TASK GOAL: Look for "parent" in every line of the listing. Copy the lines that have it.

== MATERIAL FOR THE TASK

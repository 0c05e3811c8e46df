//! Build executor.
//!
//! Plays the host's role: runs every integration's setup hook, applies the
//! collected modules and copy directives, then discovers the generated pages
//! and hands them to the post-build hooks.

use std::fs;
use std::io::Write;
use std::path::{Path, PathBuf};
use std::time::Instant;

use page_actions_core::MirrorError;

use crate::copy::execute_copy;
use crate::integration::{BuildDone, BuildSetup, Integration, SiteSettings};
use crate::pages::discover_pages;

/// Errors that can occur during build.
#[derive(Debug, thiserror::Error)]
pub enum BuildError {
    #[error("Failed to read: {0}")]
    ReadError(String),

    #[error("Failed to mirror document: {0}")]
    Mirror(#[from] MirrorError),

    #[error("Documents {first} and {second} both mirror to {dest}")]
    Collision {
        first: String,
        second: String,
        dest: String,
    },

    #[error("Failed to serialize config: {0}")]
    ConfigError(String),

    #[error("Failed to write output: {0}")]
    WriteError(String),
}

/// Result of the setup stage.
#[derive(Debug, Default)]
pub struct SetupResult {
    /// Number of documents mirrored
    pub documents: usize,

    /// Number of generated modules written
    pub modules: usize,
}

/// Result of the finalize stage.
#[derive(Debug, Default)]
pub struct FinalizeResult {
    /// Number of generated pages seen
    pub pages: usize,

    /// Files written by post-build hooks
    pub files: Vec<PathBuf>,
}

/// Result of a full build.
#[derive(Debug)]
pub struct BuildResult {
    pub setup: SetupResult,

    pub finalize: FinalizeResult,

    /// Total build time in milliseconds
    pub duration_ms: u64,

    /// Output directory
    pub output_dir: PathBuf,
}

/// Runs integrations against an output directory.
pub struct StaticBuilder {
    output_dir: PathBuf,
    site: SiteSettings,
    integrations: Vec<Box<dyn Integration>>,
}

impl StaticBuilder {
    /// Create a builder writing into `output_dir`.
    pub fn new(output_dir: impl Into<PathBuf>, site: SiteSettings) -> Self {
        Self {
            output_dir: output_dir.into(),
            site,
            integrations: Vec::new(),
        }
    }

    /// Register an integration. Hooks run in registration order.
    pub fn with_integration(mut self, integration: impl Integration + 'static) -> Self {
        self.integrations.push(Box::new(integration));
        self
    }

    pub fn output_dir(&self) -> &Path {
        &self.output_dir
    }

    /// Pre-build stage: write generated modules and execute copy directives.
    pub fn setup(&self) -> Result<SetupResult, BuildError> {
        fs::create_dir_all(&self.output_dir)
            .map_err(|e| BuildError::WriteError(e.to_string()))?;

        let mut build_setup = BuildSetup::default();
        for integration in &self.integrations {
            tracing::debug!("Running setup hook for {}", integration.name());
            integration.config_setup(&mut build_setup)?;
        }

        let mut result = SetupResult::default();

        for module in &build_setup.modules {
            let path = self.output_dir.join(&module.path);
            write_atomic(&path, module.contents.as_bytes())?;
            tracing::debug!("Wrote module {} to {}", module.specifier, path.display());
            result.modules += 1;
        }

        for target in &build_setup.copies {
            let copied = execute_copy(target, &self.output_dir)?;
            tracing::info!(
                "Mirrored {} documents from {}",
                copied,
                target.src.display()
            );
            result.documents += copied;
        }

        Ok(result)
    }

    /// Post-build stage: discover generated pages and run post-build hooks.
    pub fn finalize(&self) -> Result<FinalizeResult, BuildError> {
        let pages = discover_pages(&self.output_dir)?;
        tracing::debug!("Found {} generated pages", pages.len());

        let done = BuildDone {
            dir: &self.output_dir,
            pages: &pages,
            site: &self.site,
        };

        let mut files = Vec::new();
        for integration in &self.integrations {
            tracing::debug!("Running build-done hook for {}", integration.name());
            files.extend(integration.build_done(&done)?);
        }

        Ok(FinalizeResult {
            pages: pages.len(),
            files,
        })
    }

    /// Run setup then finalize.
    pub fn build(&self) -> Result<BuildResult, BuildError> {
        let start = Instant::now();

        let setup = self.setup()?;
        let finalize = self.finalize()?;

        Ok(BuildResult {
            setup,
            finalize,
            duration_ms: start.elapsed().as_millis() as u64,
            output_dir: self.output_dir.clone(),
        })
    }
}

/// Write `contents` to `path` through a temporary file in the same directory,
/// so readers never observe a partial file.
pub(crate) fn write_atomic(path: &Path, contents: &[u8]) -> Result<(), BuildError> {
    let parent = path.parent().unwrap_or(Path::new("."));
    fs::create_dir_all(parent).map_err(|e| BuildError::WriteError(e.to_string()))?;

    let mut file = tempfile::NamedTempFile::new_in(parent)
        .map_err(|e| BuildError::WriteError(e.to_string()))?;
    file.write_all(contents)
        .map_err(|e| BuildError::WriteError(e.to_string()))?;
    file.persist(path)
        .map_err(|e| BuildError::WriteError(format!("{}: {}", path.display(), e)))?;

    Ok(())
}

====

TASK OUTPUT:
    let parent = path.parent().unwrap_or(Path::new("."));
    fs::create_dir_all(parent).map_err(|e| BuildError::WriteError(e.to_string()))?;
    let mut file = tempfile::NamedTempFile::new_in(parent)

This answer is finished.